Well I was watching some random youtube videos, and I came across this video of someone taming wild mice...You guys probably have a name for them. Where I am from we just call them Field Mice. I have held a few before because my sisters cat used to catch them and torment them to the point where they would play dead. I would have to pick them up while they looked dead and just watch them unfreeze. What I am wondering is if anyone else has had these mice in captivity. I have heard of some cases where people kept them with their fancy mice, and they got along nicely. They also didn't have to worry about reproducing because the two types are so genetically different. Of course you have to worry about diseases and worms and such, but if you know you have a disease free mouse, can you keep it as a pet? can you try socializing one with a fancy mouse? I am curious to learn what people think and see if anyone has ever tried it. If anyone thinks it may work I think I will try it after some advice. I have heard they are like 10 times smarter that a domesticated mouse so I would have to go through extra precautions. I also want to add I am extremely attracted to their big black eyes. It makes them look about three times cuter. :]

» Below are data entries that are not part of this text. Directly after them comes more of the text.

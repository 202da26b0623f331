//! Flux comparison charts.
//!
//! Two variants:
//! - observed samples overlaid with the fitted model curve and, optionally,
//!   the curve at the reference properties (single-fit diagnostics)
//! - two observed series overlaid (1D vs 2D simulation comparison)
//!
//! Output format follows the file extension: `.svg` renders vector output,
//! anything else goes through the bitmap backend.

use std::error::Error;
use std::path::Path;

use plotters::coord::Shift;
use plotters::prelude::*;

use crate::domain::{FluxSeries, Geometry};
use crate::error::AppError;
use crate::models::downstream_flux;
use crate::plot::PlotConfig;

/// Points on the fitted/reference model curves per chart.
const CURVE_SAMPLES: usize = 400;

/// A (permeability, diffusivity) pair to draw as a model curve.
#[derive(Debug, Clone, Copy)]
pub struct CurveSpec {
    pub label: &'static str,
    pub permeability: f64,
    pub diffusivity: f64,
}

/// Plot observed flux magnitudes with one or two model curves.
pub fn plot_fit_comparison(
    path: &Path,
    observed: &FluxSeries,
    geometry: Geometry,
    fitted: CurveSpec,
    reference: Option<CurveSpec>,
    config: &PlotConfig,
) -> Result<(), AppError> {
    if observed.is_empty() {
        return Err(AppError::invalid_input("Nothing to plot: empty flux series."));
    }

    let path_str = path.to_string_lossy().to_string();
    let result = if path_str.ends_with(".svg") {
        let root = SVGBackend::new(&path_str, (config.width, config.height)).into_drawing_area();
        draw_comparison(&root, observed, geometry, fitted, reference, config)
    } else {
        let root = BitMapBackend::new(&path_str, (config.width, config.height)).into_drawing_area();
        draw_comparison(&root, observed, geometry, fitted, reference, config)
    };
    result.map_err(|e| AppError::io(format!("Failed to render '{}': {e}", path.display())))
}

/// Overlay two observed series (e.g. the 1D and 2D simulation outputs).
pub fn plot_flux_overlay(
    path: &Path,
    series: &[(&str, &FluxSeries)],
    config: &PlotConfig,
) -> Result<(), AppError> {
    if series.is_empty() || series.iter().any(|(_, s)| s.is_empty()) {
        return Err(AppError::invalid_input("Nothing to plot: empty flux series."));
    }

    let path_str = path.to_string_lossy().to_string();
    let result = if path_str.ends_with(".svg") {
        let root = SVGBackend::new(&path_str, (config.width, config.height)).into_drawing_area();
        draw_overlay(&root, series, config)
    } else {
        let root = BitMapBackend::new(&path_str, (config.width, config.height)).into_drawing_area();
        draw_overlay(&root, series, config)
    };
    result.map_err(|e| AppError::io(format!("Failed to render '{}': {e}", path.display())))
}

fn draw_comparison<DB: DrawingBackend>(
    root: &DrawingArea<DB, Shift>,
    observed: &FluxSeries,
    geometry: Geometry,
    fitted: CurveSpec,
    reference: Option<CurveSpec>,
    config: &PlotConfig,
) -> Result<(), Box<dyn Error>>
where
    <DB as DrawingBackend>::ErrorType: 'static,
{
    let times = observed.times();
    let flux = observed.abs_flux();
    let t_max = times.last().copied().unwrap_or(1.0).max(1e-9);

    let mut y_max = observed.max_abs_flux();
    for spec in std::iter::once(&fitted).chain(reference.iter()) {
        let j_end = downstream_flux(
            t_max,
            geometry.p_up_pa,
            geometry.thickness_m,
            spec.permeability,
            spec.diffusivity,
        );
        y_max = y_max.max(j_end);
    }
    let y_max = (y_max * 1.1).max(f64::MIN_POSITIVE);

    root.fill(&config.background)?;

    let mut chart = ChartBuilder::on(root)
        .caption(&config.title, ("sans-serif", 30.0).into_font())
        .margin(15)
        .x_label_area_size(50)
        .y_label_area_size(70)
        .build_cartesian_2d(0.0..t_max, 0.0..y_max)?;

    chart
        .configure_mesh()
        .x_desc(&config.xlabel)
        .y_desc(&config.ylabel)
        .draw()?;

    chart
        .draw_series(
            times
                .iter()
                .zip(flux.iter())
                .map(|(&t, &j)| Circle::new((t, j), 3, BLUE.mix(0.4).filled())),
        )?
        .label("observed")
        .legend(|(x, y)| Circle::new((x + 10, y), 3, BLUE.mix(0.4).filled()));

    for (spec, color) in std::iter::once((fitted, RED)).chain(reference.map(|r| (r, BLACK))) {
        let curve: Vec<(f64, f64)> = (0..=CURVE_SAMPLES)
            .map(|i| {
                let t = t_max * i as f64 / CURVE_SAMPLES as f64;
                let j = downstream_flux(
                    t,
                    geometry.p_up_pa,
                    geometry.thickness_m,
                    spec.permeability,
                    spec.diffusivity,
                );
                (t, j)
            })
            .collect();
        chart
            .draw_series(LineSeries::new(curve, color.stroke_width(config.line_width)))?
            .label(spec.label)
            .legend(move |(x, y)| {
                PathElement::new(vec![(x, y), (x + 20, y)], color.stroke_width(2))
            });
    }

    chart
        .configure_series_labels()
        .background_style(WHITE.mix(0.8))
        .border_style(BLACK)
        .draw()?;

    root.present()?;
    Ok(())
}

fn draw_overlay<DB: DrawingBackend>(
    root: &DrawingArea<DB, Shift>,
    series: &[(&str, &FluxSeries)],
    config: &PlotConfig,
) -> Result<(), Box<dyn Error>>
where
    <DB as DrawingBackend>::ErrorType: 'static,
{
    let palette = [RED, BLUE, GREEN, MAGENTA, CYAN, BLACK];

    let t_max = series
        .iter()
        .filter_map(|(_, s)| s.times().last().copied())
        .fold(f64::MIN_POSITIVE, f64::max);
    let y_max = series
        .iter()
        .map(|(_, s)| s.max_abs_flux())
        .fold(f64::MIN_POSITIVE, f64::max)
        * 1.1;

    root.fill(&config.background)?;

    let mut chart = ChartBuilder::on(root)
        .caption(&config.title, ("sans-serif", 30.0).into_font())
        .margin(15)
        .x_label_area_size(50)
        .y_label_area_size(70)
        .build_cartesian_2d(0.0..t_max, 0.0..y_max)?;

    chart
        .configure_mesh()
        .x_desc(&config.xlabel)
        .y_desc(&config.ylabel)
        .draw()?;

    for (i, (label, s)) in series.iter().enumerate() {
        let color = palette[i % palette.len()];
        let points: Vec<(f64, f64)> = s
            .samples()
            .iter()
            .map(|p| (p.time_s, p.flux.abs()))
            .collect();
        chart
            .draw_series(LineSeries::new(points, color.stroke_width(config.line_width)))?
            .label(*label)
            .legend(move |(x, y)| {
                PathElement::new(vec![(x, y), (x + 20, y)], color.stroke_width(2))
            });
    }

    chart
        .configure_series_labels()
        .background_style(WHITE.mix(0.8))
        .border_style(BLACK)
        .draw()?;

    root.present()?;
    Ok(())
}

#[cfg(test)]
mod tests {
    use super::*;

    fn series() -> FluxSeries {
        let times: Vec<f64> = (0..=40).map(|i| i as f64 * 250.0).collect();
        let flux: Vec<f64> = times
            .iter()
            .map(|&t| downstream_flux(t, 1000.0, 0.005, 1e-10, 5e-9))
            .collect();
        FluxSeries::from_pairs(&times, &flux).unwrap()
    }

    #[test]
    fn renders_comparison_png_and_svg() {
        let dir = tempfile::tempdir().unwrap();
        let geometry = Geometry {
            thickness_m: 0.005,
            p_up_pa: 1000.0,
        };
        let fitted = CurveSpec {
            label: "fit",
            permeability: 1e-10,
            diffusivity: 5e-9,
        };
        let reference = CurveSpec {
            label: "reference",
            permeability: 1.2e-10,
            diffusivity: 4e-9,
        };

        for name in ["cmp.png", "cmp.svg"] {
            let path = dir.path().join(name);
            plot_fit_comparison(
                &path,
                &series(),
                geometry,
                fitted,
                Some(reference),
                &PlotConfig::default(),
            )
            .unwrap();
            assert!(path.exists());
        }
    }

    #[test]
    fn renders_overlay() {
        let dir = tempfile::tempdir().unwrap();
        let path = dir.path().join("overlay.png");
        let a = series();
        let b = series();
        plot_flux_overlay(&path, &[("1D", &a), ("2D", &b)], &PlotConfig::default()).unwrap();
        assert!(path.exists());
    }

    #[test]
    fn empty_series_is_rejected() {
        let dir = tempfile::tempdir().unwrap();
        let path = dir.path().join("cmp.png");
        let empty = FluxSeries::from_pairs(&[], &[]).unwrap();
        let fitted = CurveSpec {
            label: "fit",
            permeability: 1e-10,
            diffusivity: 5e-9,
        };
        let err = plot_fit_comparison(
            &path,
            &empty,
            Geometry {
                thickness_m: 0.005,
                p_up_pa: 1000.0,
            },
            fitted,
            None,
            &PlotConfig::default(),
        )
        .unwrap_err();
        assert_eq!(err.kind(), crate::error::ErrorKind::InvalidInput);
    }
}
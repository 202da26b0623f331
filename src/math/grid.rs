//! Grid generation helpers.
//!
//! The diffusivity search uses a deterministic log-spaced grid; the sweep
//! axes use linear spacing. Both are inclusive of their endpoints.

use crate::error::AppError;

/// Generate `steps` log-spaced points between `min` and `max` (inclusive).
pub fn log_space(min: f64, max: f64, steps: usize) -> Result<Vec<f64>, AppError> {
    if !(min.is_finite() && max.is_finite() && min > 0.0 && max > 0.0 && max > min) {
        return Err(AppError::invalid_input(format!(
            "Invalid log range: min={min}, max={max} (must be finite, >0, and max>min)."
        )));
    }
    if steps < 2 {
        return Err(AppError::invalid_input("Log grid steps must be >= 2."));
    }

    let ln_min = min.ln();
    let ln_max = max.ln();
    let step = (ln_max - ln_min) / (steps as f64 - 1.0);

    let mut out = Vec::with_capacity(steps);
    for i in 0..steps {
        out.push((ln_min + step * i as f64).exp());
    }
    Ok(out)
}

/// Generate `steps` linearly spaced points between `min` and `max` (inclusive).
pub fn lin_space(min: f64, max: f64, steps: usize) -> Result<Vec<f64>, AppError> {
    if !(min.is_finite() && max.is_finite() && max > min) {
        return Err(AppError::invalid_input(format!(
            "Invalid linear range: min={min}, max={max} (must be finite and max>min)."
        )));
    }
    if steps < 2 {
        return Err(AppError::invalid_input("Linear grid steps must be >= 2."));
    }

    let step = (max - min) / (steps as f64 - 1.0);
    Ok((0..steps).map(|i| min + step * i as f64).collect())
}
//! Transient downstream flux through a slab under Henry's-law dissolution.
//!
//! With upstream pressure `P`, thickness `L`, permeability `Φ` and
//! diffusivity `D`, the downstream flux is
//!
//! ```text
//! J(t) = (Φ·P/L) · f(τ),   τ = D·t/L²
//! f(τ) = 1 + 2 Σ_{n≥1} (−1)^n exp(−n²π²τ)
//! ```
//!
//! Numerical notes:
//! - The series above alternates and converges slowly as `τ → 0` (its partial
//!   sums oscillate between 0 and 1 at `τ = 0`). Below a crossover we use the
//!   theta-transformed dual, which converges in a couple of terms there:
//!
//! ```text
//! f(τ) = (2/√(πτ)) Σ_{n≥0} exp(−(2n+1)²/(4τ))
//! ```
//!
//! - Both branches agree to machine precision near the crossover; limits are
//!   `f → 0` as `τ → 0` and `f → 1` as `τ → ∞`.

/// Dimensionless time below which the theta-transformed series is used.
const SMALL_TAU: f64 = 0.3;

/// Relative truncation tolerance for both series.
const SERIES_EPS: f64 = 1e-15;

/// Hard cap on series terms; both branches are well inside this for any
/// representable `τ`.
const MAX_TERMS: usize = 256;

/// Instantaneous downstream flux `J(t)` [amount·m⁻²·s⁻¹].
///
/// Returns 0 for `t ≤ 0` (no breakthrough before the transient starts).
pub fn downstream_flux(
    t_s: f64,
    p_up_pa: f64,
    thickness_m: f64,
    permeability: f64,
    diffusivity: f64,
) -> f64 {
    let j_ss = steady_state_flux(p_up_pa, thickness_m, permeability);
    j_ss * flux_ratio(dimensionless_time(t_s, thickness_m, diffusivity))
}

/// Steady-state flux `Φ·P/L`.
pub fn steady_state_flux(p_up_pa: f64, thickness_m: f64, permeability: f64) -> f64 {
    permeability * p_up_pa / thickness_m
}

/// `τ = D·t/L²`.
pub fn dimensionless_time(t_s: f64, thickness_m: f64, diffusivity: f64) -> f64 {
    diffusivity * t_s / (thickness_m * thickness_m)
}

/// Normalized breakthrough curve `f(τ) = J/J_ss ∈ [0, 1]`.
pub fn flux_ratio(tau: f64) -> f64 {
    if tau <= 0.0 {
        return 0.0;
    }
    if tau < SMALL_TAU {
        flux_ratio_small_tau(tau)
    } else {
        flux_ratio_large_tau(tau)
    }
}

fn flux_ratio_small_tau(tau: f64) -> f64 {
    // (2/√(πτ)) Σ exp(−(2n+1)²/(4τ)); every term positive, fast decay.
    let mut sum = 0.0;
    for n in 0..MAX_TERMS {
        let k = (2 * n + 1) as f64;
        let term = (-k * k / (4.0 * tau)).exp();
        sum += term;
        if term < SERIES_EPS * sum.max(f64::MIN_POSITIVE) {
            break;
        }
    }
    2.0 / (std::f64::consts::PI * tau).sqrt() * sum
}

fn flux_ratio_large_tau(tau: f64) -> f64 {
    // 1 + 2 Σ (−1)^n exp(−n²π²τ); terms decay geometrically for τ ≥ SMALL_TAU.
    let pi2_tau = std::f64::consts::PI * std::f64::consts::PI * tau;
    let mut sum = 0.0;
    let mut sign = -1.0;
    for n in 1..=MAX_TERMS {
        let nf = n as f64;
        let term = (-nf * nf * pi2_tau).exp();
        sum += sign * term;
        sign = -sign;
        if term < SERIES_EPS {
            break;
        }
    }
    (1.0 + 2.0 * sum).max(0.0)
}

Also I want to know if anyone has ever seen mouse shelves? Mice are afraid of heights so this person made a shelf where he or she keeps her mice and lets them run free....No cages at all. : / I wonder if it really works...and if it does, it wont for me because Jujubee has taken a sudden interest in my little rodents.






One last thing...Has anyone been able to teach their mice tricks? I have wanted to teach them how to do spins like the mice in this video...and yes I do know there are mice and natal rats in the video. I absolutely love how they go crazy over the food. Cute little ones 






Sorry if this post seems a bit off to anyone I have been sick for almost a week and I don't have the same filter for grammar or misspelled words. Hope everyone has had a lovely day :]

~Sarah


----------



## SarahC (Oct 3, 2008)

I've kept field mice.There was nothing complicated about their care and as a bonus they don't smell.I didn't keep them in with the fancy mice ,just in a group.You might be interested in getting a small book called 'the handbook of rodents in captivity' by chris henwood which covers quite a few species that we think of as wild.There are usually copies available on Amazon.I purchased it because I've always wanted a shrew but as they are so difficult I think it may have to wait until I am retired.


----------



## jujubee18 (May 21, 2010)

Shrews are adorable creatures. I can see why you would want one...They look like something right out of a dr. suess book. I will look into the book...It sounds really interesting :] I am so glad they don't smell!! haha I was a bit worried they would stink pretty bad...


----------



## Lizzle (Apr 7, 2010)

I had rescued two baby Deer Mice a couple of weeks ago and put them in with one of my mice (which I would have otherwise given away). They got along great. Unfortunately, one of the baby mice escaped while I was changing their litter.. and I've since set traps around my room with no luck.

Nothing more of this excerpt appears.